Disquieting talk urges us to ‘Think God Out Of Existence’ explaining that we are all just atoms. This starts the album off over a backdrop of low droning noise. It is kind of preaching to the converted as far as I was concerned and once the talk ceases the mesmerising drones and subtle waves of background noise are left to flow through you like the dispersal of so many atoms. With titles like ‘At The Edge Of Life, Everything Is An Occasion For Death’ it’s so easy to envisage a canvas of images from those films we watched in formative years delivering images that were implanted never to be forgotten (even if many were faked). This is Faces Of Death musically and it is delivered with dismal funereal melody over a slow tolling drum beat and snarling electronic vocals. It’s not possible to make out what is being said but it is cold, calculated, robotic and alien, putting the listener on edge. Different experimental effects give the songs their own identities. There is a mechanised rumble to Invita Minerva for instance and the vocals suddenly fly out the void with caustic venom about them.

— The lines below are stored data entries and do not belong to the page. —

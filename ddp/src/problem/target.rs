use crate::error::{DdpError, DdpResult};
use crate::interpolation::interpolate_at;
use crate::{Scalar, Vector};

/// Reference states and inputs the cost terms track.
#[derive(Debug, Clone, PartialEq)]
pub struct TargetTrajectories {
    time_trajectory: Vec<Scalar>,
    state_trajectory: Vec<Vector>,
    input_trajectory: Vec<Vector>,
}

impl TargetTrajectories {
    pub fn new(
        time_trajectory: Vec<Scalar>,
        state_trajectory: Vec<Vector>,
        input_trajectory: Vec<Vector>,
    ) -> DdpResult<Self> {
        if time_trajectory.is_empty() {
            return Err(DdpError::DimensionMismatch {
                what: "target time trajectory",
                expected: 1,
                actual: 0,
            });
        }
        for (what, len) in [
            ("target state trajectory", state_trajectory.len()),
            ("target input trajectory", input_trajectory.len()),
        ] {
            if len != time_trajectory.len() {
                return Err(DdpError::DimensionMismatch {
                    what,
                    expected: time_trajectory.len(),
                    actual: len,
                });
            }
        }
        Ok(Self {
            time_trajectory,
            state_trajectory,
            input_trajectory,
        })
    }

    /// A single set point held over the whole horizon.
    pub fn constant(state: Vector, input: Vector) -> Self {
        Self {
            time_trajectory: vec![0.0],
            state_trajectory: vec![state],
            input_trajectory: vec![input],
        }
    }

    pub fn desired_state(&self, time: Scalar) -> Vector {
        interpolate_at(time, &self.time_trajectory, &self.state_trajectory)
    }

    pub fn desired_input(&self, time: Scalar) -> Vector {
        interpolate_at(time, &self.time_trajectory, &self.input_trajectory)
    }

    pub fn time_trajectory(&self) -> &[Scalar] {
        &self.time_trajectory
    }
}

At 40 minutes the album feels about right any longer and it could send you into a very deep coma as the trance like qualities of the ambient noise work like valves and pistons through the mind lulling it into somnambulism before driving it back into bursts of mania like a programmed message telling you to go out and kill! The question has to be asked just who is this sort of music designed for and what is its purpose? Perhaps it’s for those already in the grip of mania or those on the verge of it, to help push them over that crumbling precipice and into madness? By the 10 minute long ‘Means To An End’ finale which clanks and drones over a French spoken word passage your frail sanity should no doubt be close to corrosion. An Occasion For Death is an interesting ‘experience’ and I find that word better than ‘listen.’ Its thought provoking and challenging, yet at the same time inherently futile, just like existence itself.